Alice, on the other hand, does not seem so afraid of the adult world. Early on she describes her older sister getting her first corset. It came in a sumptuous purple box, and “the whale bone was iridescent”.

ALICE: Here was growing up and becoming a woman: and it was *beautiful*… My mother helped Lorina put it on and tighten the laces. Well then I could see it hurt. Lorina cried… And my mother, the look on her face. … What was it? Not quite sadness. Acceptance. Resignation to something vast, and helpless to change it. Powerlessness… Here was growing up too.

Is growing up a tragedy or an adventure? Is more lost than gained? In part, that depends on how you deal with it. For Lewis Carroll, growing up was about a loss of joy and delight:

CARROLL: One day you turn around and you’ve become Mrs Grundy: soberly disapproving of everything that used to give you pleasure.

ALICE: I can’t imagine that!
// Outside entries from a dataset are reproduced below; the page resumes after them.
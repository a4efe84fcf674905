use chrono::{DateTime, NaiveDate, SecondsFormat, Utc};
use serde::{Deserialize, Deserializer, Serialize};
use std::collections::BTreeMap;
use std::fmt;
use std::str::FromStr;

use crate::errors::StoreError;

/// Date -> member id -> record. Dates sort in calendar order.
pub type AttendanceTable = BTreeMap<NaiveDate, BTreeMap<String, AttendanceRecord>>;

/// Unrecognised roles read back as `Other` so one odd user never drops the table.
#[derive(Debug, Clone, PartialEq, Eq, Serialize, Deserialize)]
#[serde(rename_all = "lowercase")]
pub enum Role {
    Admin,
    Staff,
    #[serde(untagged)]
    Other(String),
}

#[derive(Debug, Clone, PartialEq, Eq, Serialize, Deserialize)]
pub struct User {
    pub id: String,
    pub name: String,
    pub role: Role,
    pub username: String,
    pub password: String,
}

/// What a successful login hands back: the user without the password.
#[derive(Debug, Clone, PartialEq, Eq, Serialize, Deserialize)]
pub struct SessionUser {
    pub id: String,
    pub name: String,
    pub role: Role,
    pub username: String,
}

impl From<&User> for SessionUser {
    fn from(user: &User) -> Self {
        Self {
            id: user.id.clone(),
            name: user.name.clone(),
            role: user.role.clone(),
            username: user.username.clone(),
        }
    }
}

/// Plan names are free text in stored rosters; anything beyond the two
/// built-in plans is kept verbatim.
#[derive(Debug, Clone, PartialEq, Eq, Serialize, Deserialize, Default)]
pub enum MembershipType {
    #[default]
    Monthly,
    Quarterly,
    #[serde(untagged)]
    Other(String),
}

#[derive(Debug, Clone, Copy, PartialEq, Eq, Serialize, Deserialize, Default)]
#[serde(rename_all = "lowercase")]
pub enum MemberStatus {
    #[default]
    Active,
    Inactive,
}

#[derive(Debug, Clone, PartialEq, Eq, Serialize, Deserialize)]
#[serde(rename_all = "camelCase")]
pub struct Member {
    pub id: String,
    pub name: String,
    pub phone: String,
    pub email: String,
    pub membership_type: MembershipType,
    pub join_date: NaiveDate,
    pub status: MemberStatus,
}

impl Member {
    /// Placeholder created by the "add member" action; callers edit it afterwards.
    pub fn placeholder(id: String, join_date: NaiveDate) -> Self {
        Self {
            id,
            name: "New Member".to_string(),
            phone: String::new(),
            email: String::new(),
            membership_type: MembershipType::Monthly,
            join_date,
            status: MemberStatus::Active,
        }
    }

    pub fn is_active(&self) -> bool {
        self.status == MemberStatus::Active
    }

    pub fn apply(&mut self, patch: MemberPatch) {
        if let Some(name) = patch.name {
            self.name = name;
        }
        if let Some(phone) = patch.phone {
            self.phone = phone;
        }
        if let Some(email) = patch.email {
            self.email = email;
        }
        if let Some(membership_type) = patch.membership_type {
            self.membership_type = membership_type;
        }
        if let Some(join_date) = patch.join_date {
            self.join_date = join_date;
        }
        if let Some(status) = patch.status {
            self.status = status;
        }
    }
}

/// Partial update for a member. Absent fields are left alone.
#[derive(Debug, Clone, Default, PartialEq, Eq, Serialize, Deserialize)]
#[serde(rename_all = "camelCase")]
pub struct MemberPatch {
    #[serde(default, skip_serializing_if = "Option::is_none")]
    pub name: Option<String>,
    #[serde(default, skip_serializing_if = "Option::is_none")]
    pub phone: Option<String>,
    #[serde(default, skip_serializing_if = "Option::is_none")]
    pub email: Option<String>,
    #[serde(default, skip_serializing_if = "Option::is_none")]
    pub membership_type: Option<MembershipType>,
    #[serde(default, skip_serializing_if = "Option::is_none")]
    pub join_date: Option<NaiveDate>,
    #[serde(default, skip_serializing_if = "Option::is_none")]
    pub status: Option<MemberStatus>,
}

#[derive(Debug, Clone, Copy, PartialEq, Eq, Hash, Serialize, Deserialize)]
pub enum AttendanceStatus {
    Present,
    Absent,
    Leave,
}

impl AttendanceStatus {
    pub fn as_str(self) -> &'static str {
        match self {
            Self::Present => "Present",
            Self::Absent => "Absent",
            Self::Leave => "Leave",
        }
    }
}

impl fmt::Display for AttendanceStatus {
    fn fmt(&self, f: &mut fmt::Formatter<'_>) -> fmt::Result {
        f.write_str(self.as_str())
    }
}

impl FromStr for AttendanceStatus {
    type Err = StoreError;

    fn from_str(value: &str) -> Result<Self, Self::Err> {
        match value.trim() {
            "Present" => Ok(Self::Present),
            "Absent" => Ok(Self::Absent),
            "Leave" => Ok(Self::Leave),
            other => Err(StoreError::InvalidStatus(other.to_string())),
        }
    }
}

#[derive(Debug, Clone, PartialEq, Eq, Serialize, Deserialize)]
#[serde(rename_all = "camelCase")]
pub struct AttendanceRecord {
    pub status: AttendanceStatus,
    pub marked_by: String,
    #[serde(with = "iso_millis")]
    pub marked_at: DateTime<Utc>,
}

#[derive(Debug, Clone, PartialEq, Eq, Serialize, Deserialize)]
pub struct AuditEntry {
    pub id: String,
    pub date: NaiveDate,
    pub by: String,
    #[serde(with = "iso_millis")]
    pub at: DateTime<Utc>,
}

/// Everything the store owns. Persisted as independent blobs, see `storage`.
#[derive(Debug, Clone, Default)]
pub struct AppData {
    pub users: Vec<User>,
    pub members: Vec<Member>,
    pub attendance: AttendanceTable,
    pub audit: Vec<AuditEntry>,
    pub member_seq: u64,
}

pub fn format_timestamp(at: &DateTime<Utc>) -> String {
    at.to_rfc3339_opts(SecondsFormat::Millis, true)
}

/// Timestamps as `2025-01-01T10:00:00.000Z`; any RFC 3339 string reads back.
pub mod iso_millis {
    use chrono::{DateTime, Utc};
    use serde::{Deserialize, Deserializer, Serializer};

    pub fn serialize<S: Serializer>(value: &DateTime<Utc>, serializer: S) -> Result<S::Ok, S::Error> {
        serializer.serialize_str(&super::format_timestamp(value))
    }

    pub fn deserialize<'de, D: Deserializer<'de>>(deserializer: D) -> Result<DateTime<Utc>, D::Error> {
        let raw = String::deserialize(deserializer)?;
        DateTime::parse_from_rfc3339(&raw)
            .map(|value| value.with_timezone(&Utc))
            .map_err(serde::de::Error::custom)
    }
}

#[derive(Debug, Deserialize)]
pub struct LoginRequest {
    pub username: String,
    pub password: String,
}

#[derive(Debug, Default, Deserialize)]
#[serde(rename_all = "camelCase")]
pub struct MemberQuery {
    pub query: Option<String>,
    pub page: Option<usize>,
    pub per_page: Option<usize>,
}

/// One page of the filtered roster. `page` is clamped into `1..=total_pages`.
#[derive(Debug, Clone, PartialEq, Eq, Serialize, Deserialize)]
#[serde(rename_all = "camelCase")]
pub struct MemberPage {
    pub members: Vec<Member>,
    pub page: usize,
    pub per_page: usize,
    pub total_pages: usize,
    pub total: usize,
}

#[derive(Debug, Deserialize)]
#[serde(rename_all = "camelCase")]
pub struct SetAttendanceRequest {
    pub status: String,
    #[serde(default)]
    pub marked_by: Option<String>,
}

/// Body for the bulk actions (mark all present, save). `by` is a user id.
#[derive(Debug, Default, Deserialize)]
pub struct BulkActionRequest {
    #[serde(default)]
    pub by: Option<String>,
}

#[derive(Debug, Default, Deserialize)]
pub struct WindowQuery {
    pub window: Option<usize>,
}

#[derive(Debug, Default, Deserialize)]
pub struct RangeQuery {
    #[serde(default, deserialize_with = "blank_date")]
    pub from: Option<NaiveDate>,
    #[serde(default, deserialize_with = "blank_date")]
    pub to: Option<NaiveDate>,
}

#[derive(Debug, Clone, Default, Deserialize)]
pub struct LogFilter {
    pub member: Option<String>,
    #[serde(default, deserialize_with = "blank_date")]
    pub from: Option<NaiveDate>,
    #[serde(default, deserialize_with = "blank_date")]
    pub to: Option<NaiveDate>,
}

/// Query dates where an empty value (`?from=`) means no bound.
fn blank_date<'de, D: Deserializer<'de>>(deserializer: D) -> Result<Option<NaiveDate>, D::Error> {
    match Option::<String>::deserialize(deserializer)? {
        Some(raw) if !raw.trim().is_empty() => raw
            .trim()
            .parse::<NaiveDate>()
            .map(Some)
            .map_err(serde::de::Error::custom),
        _ => Ok(None),
    }
}

#[derive(Debug, Clone, PartialEq, Eq, Serialize, Deserialize)]
#[serde(rename_all = "camelCase")]
pub struct DailyPresentPoint {
    pub date: NaiveDate,
    pub present_count: usize,
}

#[derive(Debug, Clone, PartialEq, Serialize, Deserialize)]
pub struct MemberStats {
    pub present: usize,
    pub absent: usize,
    pub leave: usize,
    pub pct: f64,
}

#[derive(Debug, Clone, PartialEq, Serialize, Deserialize)]
pub struct TrendPoint {
    pub date: NaiveDate,
    pub value: f64,
}

#[derive(Debug, Serialize, Deserialize)]
#[serde(rename_all = "camelCase")]
pub struct MemberStatsResponse {
    pub member_id: String,
    pub window: Vec<NaiveDate>,
    pub stats: MemberStats,
    pub trend: Vec<TrendPoint>,
}

#[derive(Debug, Clone, PartialEq, Eq, Serialize, Deserialize)]
#[serde(rename_all = "camelCase")]
pub struct MemberWideStat {
    pub member_id: String,
    pub name: String,
    pub pct: u32,
    pub present: usize,
    pub total: usize,
}

#[derive(Debug, Clone, PartialEq, Eq, Serialize, Deserialize)]
#[serde(rename_all = "camelCase")]
pub struct WeeklyPresentPoint {
    pub label: String,
    pub start_date: NaiveDate,
    pub end_date: NaiveDate,
    pub present: usize,
}

/// One flattened attendance record, as shown in the logs and exported to CSV.
#[derive(Debug, Clone, PartialEq, Eq, Serialize, Deserialize)]
#[serde(rename_all = "camelCase")]
pub struct LogRow {
    pub date: NaiveDate,
    pub member_id: String,
    pub member_name: String,
    pub status: AttendanceStatus,
    pub marked_by: String,
    #[serde(with = "iso_millis")]
    pub marked_at: DateTime<Utc>,
}

#[derive(Debug, Clone, Default, PartialEq, Eq, Serialize, Deserialize)]
pub struct StatusTotals {
    pub present: usize,
    pub absent: usize,
    pub leave: usize,
}

#[derive(Debug, Serialize, Deserialize)]
pub struct LogsResponse {
    pub rows: Vec<LogRow>,
    pub totals: StatusTotals,
}

#[derive(Debug, Clone, Serialize, Deserialize)]
#[serde(rename_all = "camelCase")]
pub struct AttendanceSheetRow {
    pub member_id: String,
    pub name: String,
    pub status: AttendanceStatus,
    pub recorded: bool,
    #[serde(skip_serializing_if = "Option::is_none")]
    pub marked_by: Option<String>,
    #[serde(default, skip_serializing_if = "Option::is_none")]
    pub marked_at: Option<String>,
}

#[derive(Debug, Serialize, Deserialize)]
#[serde(rename_all = "camelCase")]
pub struct AttendanceSheet {
    pub date: NaiveDate,
    pub rows: Vec<AttendanceSheetRow>,
    #[serde(skip_serializing_if = "Option::is_none")]
    pub last_saved: Option<AuditEntry>,
}

#[derive(Debug, Serialize, Deserialize)]
#[serde(rename_all = "camelCase")]
pub struct DashboardResponse {
    pub today: NaiveDate,
    pub active_members: usize,
    pub pending_members: usize,
    pub present_today: usize,
    pub last_7_days: Vec<DailyPresentPoint>,
}

#[derive(Debug, Serialize, Deserialize)]
#[serde(rename_all = "camelCase")]
pub struct AnalyticsResponse {
    pub last_14_days: Vec<DailyPresentPoint>,
    pub weekly: Vec<WeeklyPresentPoint>,
    pub member_stats: Vec<MemberWideStat>,
    pub top_members: Vec<MemberWideStat>,
}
Shan’t I always be able to laugh at things?

CARROLL: Does your mother laugh much?

For Peter Pan, too, it meant losing the ability to fly, but also gaining an ability to reflect on the world and one’s place in it – Pan doesn’t value this, but Alice, the real Alice, apparently does. It is through recognising and accepting reality, and retaining a capacity for flights of fancy that she is able to face the consequences of ageing even as she nears a lonely death in relative poverty.

Peter and Alice is a brilliant, beautiful, rich and moving play. I went home and bought the script straight away, and could easily go on writing, thinking and exploring its themes.

You haven’t much time left to see its London run; it closes on 1 June and there are only day tickets remaining. If you have the chance to see a production of it any time ever, I highly recommend it – and if not, you can always buy the script.

Hurry though, before the ticking crocodile catches up with you!